Stored items
Segment Open

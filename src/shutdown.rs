use tokio::signal::unix::{signal, SignalKind};
use tokio_util::sync::CancellationToken;

/// Install a shutdown handler listening for SIGTERM and SIGINT.
///
/// Returns a `CancellationToken` cancelled when either signal arrives.
/// The node binary waits on the token, then stops the scheduler so
/// idle re-arms cease; running handlers finish on their own and any
/// permit they still hold is reclaimed by lease expiry.
pub fn install_shutdown_handler() -> CancellationToken {
    let token = CancellationToken::new();
    let token_clone = token.clone();

    tokio::spawn(async move {
        let mut sigterm =
            signal(SignalKind::terminate()).expect("failed to install SIGTERM handler");
        let mut sigint = signal(SignalKind::interrupt()).expect("failed to install SIGINT handler");

        tokio::select! {
            _ = sigterm.recv() => {
                tracing::info!("Received SIGTERM, shutting down");
            }
            _ = sigint.recv() => {
                tracing::info!("Received SIGINT, shutting down");
            }
        }

        token_clone.cancel();
    });

    token
}
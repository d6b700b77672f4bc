use chrono::{DateTime, Utc};
use serde::{Deserialize, Serialize};
use sha2::{Digest, Sha256};

/// Compute the stable record id for an external job id.
///
/// The record id is the primary key of the job table; hashing keeps it
/// a fixed-width, index-friendly string regardless of what callers use
/// as external ids.
pub fn record_id(external_id: &str) -> String {
    hex::encode(Sha256::digest(external_id.as_bytes()))
}

/// The resolved job document nested inside a [`JobRecord`].
///
/// Field names are wire-frozen; existing deployments store exactly this
/// layout.
#[derive(Debug, Clone, Serialize, Deserialize)]
pub struct Job {
    /// External id (caller-supplied or generated).
    pub id: String,
    /// Job type name; only nodes that registered this type execute it.
    #[serde(rename = "type")]
    pub job_type: String,
    /// ISO 8601 interval or instant; `None` means "run once, now".
    #[serde(skip_serializing_if = "Option::is_none")]
    pub schedule: Option<String>,
    /// Smaller numbers are claimed first.
    pub priority: i64,
    /// Maximum simultaneous workers, `-1` for unlimited.
    pub concurrency: i64,
    /// Opaque payload forwarded to the handler.
    #[serde(default)]
    pub data: serde_json::Value,
}

/// Audit timestamps on a job record.
#[derive(Debug, Clone, Copy, Serialize, Deserialize)]
pub struct Meta {
    pub created: DateTime<Utc>,
    pub updated: DateTime<Utc>,
}

/// One persisted document per scheduled job.
#[derive(Debug, Clone, Serialize, Deserialize)]
pub struct JobRecord {
    /// Stable hash of the external id; primary key.
    pub id: String,
    pub job: Job,
    /// Instant of next eligibility, or `None` once the schedule is spent.
    pub due: Option<DateTime<Utc>>,
    /// Remaining permits: `job.concurrency - active workers`, `-1` if unlimited.
    pub permits: i64,
    /// Worker ids currently holding this job, in claim order.
    pub workers: Vec<String>,
    /// Instant of the last completed run, if any.
    pub completed: Option<DateTime<Utc>>,
    pub meta: Meta,
}

impl JobRecord {
    /// Build a fresh record for `job` with its first due instant.
    pub fn new(job: Job, due: DateTime<Utc>, now: DateTime<Utc>) -> Self {
        let permits = job.concurrency;
        Self {
            id: record_id(&job.id),
            job,
            due: Some(due),
            permits,
            workers: Vec::new(),
            completed: None,
            meta: Meta {
                created: now,
                updated: now,
            },
        }
    }
}

/// Caller-facing job description accepted by `Scheduler::schedule` and
/// bootstrap job lists. Unset fields are filled from the global and
/// per-type defaults.
#[derive(Debug, Clone, Default, Serialize, Deserialize)]
pub struct JobSpec {
    #[serde(default, skip_serializing_if = "Option::is_none")]
    pub id: Option<String>,
    #[serde(rename = "type", default)]
    pub job_type: String,
    #[serde(default, skip_serializing_if = "Option::is_none")]
    pub schedule: Option<String>,
    #[serde(default, skip_serializing_if = "Option::is_none")]
    pub priority: Option<i64>,
    #[serde(default, skip_serializing_if = "Option::is_none")]
    pub concurrency: Option<i64>,
    #[serde(default)]
    pub data: serde_json::Value,
}

impl JobSpec {
    pub fn new(job_type: impl Into<String>) -> Self {
        Self {
            job_type: job_type.into(),
            ..Default::default()
        }
    }

    pub fn with_id(mut self, id: impl Into<String>) -> Self {
        self.id = Some(id.into());
        self
    }

    pub fn with_schedule(mut self, schedule: impl Into<String>) -> Self {
        self.schedule = Some(schedule.into());
        self
    }

    pub fn with_priority(mut self, priority: i64) -> Self {
        self.priority = Some(priority);
        self
    }

    pub fn with_concurrency(mut self, concurrency: i64) -> Self {
        self.concurrency = Some(concurrency);
        self
    }

    pub fn with_data(mut self, data: serde_json::Value) -> Self {
        self.data = data;
        self
    }
}

/// The claimed payload handed to a job handler.
#[derive(Debug, Clone)]
pub struct JobContext {
    pub job: Job,
    /// The due instant that made this run eligible.
    pub due: Option<DateTime<Utc>>,
    /// Id of the worker session holding the permit for this run.
    pub worker_id: String,
}
//! The claim engine.
//!
//! One invocation runs a worker session: a fresh worker id and one
//! captured `now`, reused across every retry and every claim in the
//! session. The session loops candidate selection → conditional claim →
//! handler → reschedule → release until a scan finds nothing claimable.
//! Across sessions and processes, the conditional claim update is the
//! only coordination primitive.

use chrono::{Duration, Utc};
use tracing::{debug, error};

use crate::error::{ChimeError, Result};
use crate::scheduler::job::JobContext;
use crate::scheduler::registry::TypeSnapshot;
use crate::scheduler::schedule;
use crate::store::{ExpiredClause, JobStore};
use crate::worker::ident::{create_worker_id, encode_expired_threshold};

/// Run one worker session against `store`, executing jobs of the given
/// registered types. Returns the number of runs performed.
///
/// With a target `record_id`, only that record is considered, and the
/// session fails with `NotFound` when it never claims it.
pub(crate) async fn run_worker_session(
    store: &dyn JobStore,
    types: &[TypeSnapshot],
    record_id: Option<&str>,
) -> Result<usize> {
    let worker_id = create_worker_id();
    let now = Utc::now();

    let type_names: Vec<String> = types.iter().map(|entry| entry.name.clone()).collect();
    let expired_clauses: Vec<ExpiredClause> = types
        .iter()
        .map(|entry| ExpiredClause {
            job_type: entry.name.clone(),
            threshold: encode_expired_threshold(
                now - Duration::milliseconds(entry.lock_duration_ms as i64),
            ),
        })
        .collect();

    let mut runs = 0usize;
    loop {
        // Candidate selection: an idle candidate with a free permit,
        // else a job with at least one expired lease to steal.
        let candidate = match store.find_idle(now, &type_names, &worker_id, record_id)? {
            Some(record) => Some(record),
            None => store.find_expired(now, &expired_clauses, &worker_id, record_id)?,
        };
        let Some(record) = candidate else {
            if runs == 0 {
                if let Some(id) = record_id {
                    return Err(ChimeError::NotFound(id.to_string()));
                }
            }
            return Ok(runs);
        };

        let Some(entry) = types.iter().find(|t| t.name == record.job.job_type) else {
            // The candidate queries only match registered types.
            return Ok(runs);
        };

        // Claim: prune leases past the type's expiry threshold, append
        // ourselves, and restore the reclaimed permits minus one for us.
        let threshold = encode_expired_threshold(
            now - Duration::milliseconds(entry.lock_duration_ms as i64),
        );
        let mut workers: Vec<String> = record
            .workers
            .iter()
            .filter(|worker| worker.as_str() > threshold.as_str())
            .cloned()
            .collect();
        workers.push(worker_id.clone());
        let permits = if record.permits < 0 {
            record.permits
        } else {
            record.permits + record.workers.len() as i64 - workers.len() as i64
        };

        if !store.try_claim(&record, &workers, permits, now)? {
            debug!(job_id = %record.job.id, "Lost claim race, rescanning");
            continue;
        }
        runs += 1;
        debug!(
            job_id = %record.job.id,
            job_type = %record.job.job_type,
            worker_id = %worker_id,
            "Permit claimed"
        );

        // Handler failures are logged, never abort rescheduling.
        let context = JobContext {
            job: record.job.clone(),
            due: record.due,
            worker_id: worker_id.clone(),
        };
        if let Err(err) = entry.handler.run(context).await {
            error!(
                job_id = %record.job.id,
                job_type = %record.job.job_type,
                error = %err,
                "Job handler failed"
            );
        }

        // Reschedule or remove.
        let next = schedule::next_after_run(record.job.schedule.as_deref(), now)?;
        match next.due {
            None => {
                store.remove_exhausted(&record.id, &record.job.job_type)?;
                debug!(job_id = %record.job.id, "Schedule exhausted, record removed");
            }
            Some(due) => {
                // The store's due <= new-due guard keeps us from
                // overwriting a more recent claim's reschedule.
                let rewritten = next.schedule.or_else(|| record.job.schedule.clone());
                store.reschedule(
                    &record.id,
                    &record.job.job_type,
                    rewritten.as_deref(),
                    due,
                    now,
                )?;

                // Return the permit. A no-op when our lease was
                // considered expired and already pruned by someone else.
                store.release(&record.id, &record.job.job_type, &worker_id, now)?;
            }
        }
    }
}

Segment Closed

Start with the line above that contains "pub struct JobContext" and end with the line that contains "Candidate selection: an". Write out those lines exactly, and only those.

pub struct JobContext {
    pub job: Job,
    /// The due instant that made this run eligible.
    pub due: Option<DateTime<Utc>>,
    /// Id of the worker session holding the permit for this run.
    pub worker_id: String,
}
//! The claim engine.
//!
//! One invocation runs a worker session: a fresh worker id and one
//! captured `now`, reused across every retry and every claim in the
//! session. The session loops candidate selection → conditional claim →
//! handler → reschedule → release until a scan finds nothing claimable.
//! Across sessions and processes, the conditional claim update is the
//! only coordination primitive.

use chrono::{Duration, Utc};
use tracing::{debug, error};

use crate::error::{ChimeError, Result};
use crate::scheduler::job::JobContext;
use crate::scheduler::registry::TypeSnapshot;
use crate::scheduler::schedule;
use crate::store::{ExpiredClause, JobStore};
use crate::worker::ident::{create_worker_id, encode_expired_threshold};

/// Run one worker session against `store`, executing jobs of the given
/// registered types. Returns the number of runs performed.
///
/// With a target `record_id`, only that record is considered, and the
/// session fails with `NotFound` when it never claims it.
pub(crate) async fn run_worker_session(
    store: &dyn JobStore,
    types: &[TypeSnapshot],
    record_id: Option<&str>,
) -> Result<usize> {
    let worker_id = create_worker_id();
    let now = Utc::now();

    let type_names: Vec<String> = types.iter().map(|entry| entry.name.clone()).collect();
    let expired_clauses: Vec<ExpiredClause> = types
        .iter()
        .map(|entry| ExpiredClause {
            job_type: entry.name.clone(),
            threshold: encode_expired_threshold(
                now - Duration::milliseconds(entry.lock_duration_ms as i64),
            ),
        })
        .collect();

    let mut runs = 0usize;
    loop {
        // Candidate selection: an idle candidate with a free permit,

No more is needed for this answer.